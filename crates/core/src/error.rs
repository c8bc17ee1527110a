//! Error types for the game core.
//!
//! Collisions are not errors; they are reported as outcome values by
//! [`crate::GameState::step`].

use thiserror::Error;

/// Fruit could not be placed.
#[derive(Debug, Clone, Copy, PartialEq, Eq, Error)]
pub enum SpawnError {
    #[error("no space left to place fruit ({capacity} placeable cells, all taken)")]
    NoSpaceLeft { capacity: usize },
}

/// Board configuration rejected by [`crate::config::validate`].
#[derive(Debug, Clone, Copy, PartialEq, Eq, Error)]
pub enum ConfigError {
    #[error("cell size must be positive, got {0}")]
    NonPositiveCell(i32),
    #[error("board {width}x{height} is not a multiple of cell size {cell_size}")]
    Misaligned {
        width: i32,
        height: i32,
        cell_size: i32,
    },
    #[error("board {width}x{height} is too small for cell size {cell_size} and margin {margin}")]
    TooSmall {
        width: i32,
        height: i32,
        cell_size: i32,
        margin: i32,
    },
    #[error("board of {columns}x{rows} cells exceeds the {max} cell limit per axis")]
    TooLarge { columns: i32, rows: i32, max: i32 },
    #[error("spawn margin must not be negative, got {0}")]
    NegativeMargin(i32),
    #[error("speed must be at least 1")]
    ZeroSpeed,
}

#[derive(Debug, Clone, Copy, PartialEq, Eq, Error)]
pub enum GameError {
    #[error(transparent)]
    Config(#[from] ConfigError),
    #[error(transparent)]
    Spawn(#[from] SpawnError),
}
****************************************
- **THE PROBLEM**
Which lines of the listing above hold the word "must"? Copy each of them.

- **RESPONSE TO THE TASK**
    #[error("cell size must be positive, got {0}")]
    #[error("spawn margin must not be negative, got {0}")]
    #[error("speed must be at least 1")]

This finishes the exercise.